■ **What you will do**
Work through the data and report how many lines include the string "index", giving the number alone.
───── Records ─────
/// Accepted header spellings per stored field, already folded.
const HEADER_ALIASES: &[(&str, &[&str])] = &[
    ("id", &["id"]),
    ("sn", &["sn", "sn/patrimonio", "serial", "patrimonio", "numero de serie"]),
    ("tipo", &["tipo", "type"]),
    ("data", &["data", "date", "data de instalacao"]),
    ("ocomon", &["ocomon", "ticket", "chamado"]),
    ("motivo", &["motivo", "reason"]),
    ("observacao", &["observacao", "observacoes", "note", "notes"]),
    ("tecnico", &["tecnico", "technician"]),
    ("uncp", &["uncp", "site"]),
];

/// Options for one import run.
#[derive(Debug, Clone, Copy)]
pub struct ImportOptions {
    /// Skip rows identical to a stored or earlier imported record.
    pub skip_duplicates: bool,
    /// Field delimiter.
    pub delimiter: u8,
}

impl Default for ImportOptions {
    fn default() -> Self {
        Self {
            skip_duplicates: false,
            delimiter: b',',
        }
    }
}

/// A row that was not imported.
#[derive(Debug, Clone, PartialEq, Eq, Serialize)]
pub struct RejectedRow {
    /// Line number in the source file.
    pub line: u64,
    /// Why the row was rejected.
    pub reason: String,
}

/// Outcome of an import.
#[derive(Debug, Clone, Default, PartialEq, Eq, Serialize)]
pub struct ImportReport {
    /// Rows stored.
    pub imported: usize,
    /// Rows skipped as duplicates.
    pub duplicates: usize,
    /// Rows rejected, with reasons.
    pub rejected: Vec<RejectedRow>,
}

/// Column positions resolved from a header row.
#[derive(Debug, Default)]
struct Columns {
    positions: HashMap<&'static str, usize>,
}

impl Columns {
    fn from_headers(headers: &csv::StringRecord) -> Self {
        let mut positions = HashMap::new();
        for (index, header) in headers.iter().enumerate() {
            let folded = fold(header);
            let field = HEADER_ALIASES
                .iter()
                .find(|(_, aliases)| aliases.contains(&folded.as_str()))
                .map(|(field, _)| *field);
            match field {
                Some(field) => {
                    positions.entry(field).or_insert(index);
                }
                None => debug!(header, "Ignoring unrecognized column"),
            }
        }
        Self { positions }
    }

    fn view<'r>(&'r self, row: &'r csv::StringRecord) -> RowView<'r> {
        RowView { columns: self, row }
    }
}

/// One data row addressed by stored field name.
#[derive(Debug)]
pub struct RowView<'r> {
    columns: &'r Columns,
    row: &'r csv::StringRecord,
}

impl RowView<'_> {
    /// Trimmed cell for `field`, empty when the column or cell is missing.
    #[must_use]
    pub fn get(&self, field: &str) -> &str {
        self.columns
            .positions
            .get(field)
            .and_then(|&index| self.row.get(index))
            .map_or("", str::trim)
    }

    fn owned(&self, field: &str) -> String {
        self.get(field).to_string()
    }

    fn id(&self) -> Result<Uuid> {
        match self.get("id") {
            "" => Ok(Uuid::new_v4()),
            raw => Uuid::parse_str(raw)
                .map_err(|_| Error::validation("id", format!("'{raw}' is not a valid id"))),
        }
    }

    fn kind_or(&self, default: PeripheralKind) -> Result<PeripheralKind> {
        match self.get("tipo") {
            "" => Ok(default),
            raw => raw.parse(),
        }
    }
}

/// Build a record from an imported row.
pub trait FromRow: Record {
    /// Build a record for `collection`, keeping the row's id when it has one.
    ///
    /// # Errors
    ///
    /// Returns an error for a malformed id or a present but unknown type or
    /// reason.
    fn from_row(row: &RowView<'_>, collection: Collection) -> Result<Self>;
}

fn default_kind(collection: Collection) -> PeripheralKind {
    collection.installed_kind().unwrap_or(PeripheralKind::Camera)
}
─────
■ **Written reply**
3